*** PROVIDED ENTRIES Section Begins ***

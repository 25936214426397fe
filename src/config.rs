//! Run configuration.
//!
//! Loaded from `config_test.yaml` in the working directory or
//! `~/.config/crystaleval/crystaleval.yml`.

use eyre::{Context, Result};
use serde::{Deserialize, Serialize};
use std::collections::BTreeMap;
use std::fs;
use std::path::{Path, PathBuf};

use crate::device::{Device, accelerator_available};
use crate::nn::Pool;
use crate::task::Task;

/// Config file looked up in the working directory.
pub const PROJECT_CONFIG_FILE: &str = "config_test.yaml";

/// Checkpoint location relative to a run directory.
pub const DEFAULT_CHECKPOINT_FILE: &str = "checkpoints/model.json";

#[derive(Debug, Clone, Serialize, Deserialize)]
#[serde(default)]
pub struct Config {
    /// Architecture name: `gin` or `dimenet`
    pub model_type: String,
    /// `cpu`, `cuda` or `cuda:N`
    pub gpu: String,
    pub batch_size: usize,
    /// Run directory holding the checkpoint under evaluation
    pub fine_tune_from: Option<PathBuf>,
    /// Checkpoint file relative to `fine_tune_from`
    pub checkpoint_file: PathBuf,
    /// Directory receiving the CSV ledgers
    pub experiments_dir: PathBuf,
    /// Run directories (or glob patterns) per task name, one per fold
    pub checkpoints: BTreeMap<String, Vec<String>>,
    pub dataset: DatasetConfig,
    pub model: ModelConfig,
}

#[derive(Debug, Clone, Serialize, Deserialize)]
#[serde(default)]
pub struct DatasetConfig {
    pub data_dir: PathBuf,
    /// Only consulted when the path matches no known dataset
    pub task: Option<Task>,
    pub task_name: Option<String>,
    pub folds: usize,
    pub seed: u64,
}

impl Default for DatasetConfig {
    fn default() -> Self {
        Self {
            data_dir: PathBuf::new(),
            task: None,
            task_name: None,
            folds: 5,
            seed: 42,
        }
    }
}

#[derive(Debug, Clone, Serialize, Deserialize)]
#[serde(default)]
pub struct ModelConfig {
    pub num_layer: usize,
    pub emb_dim: usize,
    pub feat_dim: usize,
    /// Width of the per-atom input features
    pub node_dim: usize,
    /// Width of the per-bond input features
    pub edge_dim: usize,
    pub pool: Pool,
    /// Gaussian basis size for distance expansion (dimenet)
    pub num_radial: usize,
    /// Distance cutoff in angstrom (dimenet)
    pub cutoff: f32,
}

impl Default for ModelConfig {
    fn default() -> Self {
        Self {
            num_layer: 5,
            emb_dim: 300,
            feat_dim: 512,
            node_dim: 92,
            edge_dim: 1,
            pool: Pool::Mean,
            num_radial: 6,
            cutoff: 8.0,
        }
    }
}

impl Default for Config {
    fn default() -> Self {
        Self {
            model_type: "gin".to_string(),
            gpu: "cuda:0".to_string(),
            batch_size: 32,
            fine_tune_from: None,
            checkpoint_file: PathBuf::from(DEFAULT_CHECKPOINT_FILE),
            experiments_dir: PathBuf::from("experiments"),
            checkpoints: BTreeMap::new(),
            dataset: DatasetConfig::default(),
            model: ModelConfig::default(),
        }
    }
}

impl Config {
    /// Load configuration with fallback chain
    pub fn load(config_path: Option<&PathBuf>) -> Result<Self> {
        // If explicit config path provided, try to load it
        if let Some(path) = config_path {
            return Self::load_from_file(path).context(format!("Failed to load config from {}", path.display()));
        }

        // Try project location: ./config_test.yaml
        let project_config = PathBuf::from(PROJECT_CONFIG_FILE);
        if project_config.exists() {
            match Self::load_from_file(&project_config) {
                Ok(config) => return Ok(config),
                Err(e) => {
                    log::warn!("Failed to load config from {}: {}", project_config.display(), e);
                }
            }
        }

        // Try user location: ~/.config/<project>/<project>.yml
        if let Some(config_dir) = dirs::config_dir() {
            let project_name = env!("CARGO_PKG_NAME");
            let user_config = config_dir.join(project_name).join(format!("{}.yml", project_name));
            if user_config.exists() {
                match Self::load_from_file(&user_config) {
                    Ok(config) => return Ok(config),
                    Err(e) => {
                        log::warn!("Failed to load config from {}: {}", user_config.display(), e);
                    }
                }
            }
        }

        // No config file found, use defaults
        log::info!("No config file found, using defaults");
        Ok(Self::default())
    }

    pub fn load_from_file<P: AsRef<Path>>(path: P) -> Result<Self> {
        let content = fs::read_to_string(&path).context("Failed to read config file")?;

        let config: Self = serde_yaml::from_str(&content).context("Failed to parse config file")?;

        log::info!("Loaded config from: {}", path.as_ref().display());
        Ok(config)
    }

    /// Device named by `gpu`, or the host when no accelerator is available.
    pub fn device(&self) -> Device {
        Device::select(&self.gpu, accelerator_available())
    }

    /// Full path of the checkpoint selected by `fine_tune_from`.
    pub fn checkpoint_path(&self) -> Option<PathBuf> {
        self.fine_tune_from.as_ref().map(|dir| dir.join(&self.checkpoint_file))
    }
}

*** PROVIDED ENTRIES Section Ends ***

In the listing above, how many lines hold the string "PathBuf"? Only the number is to be reported.

11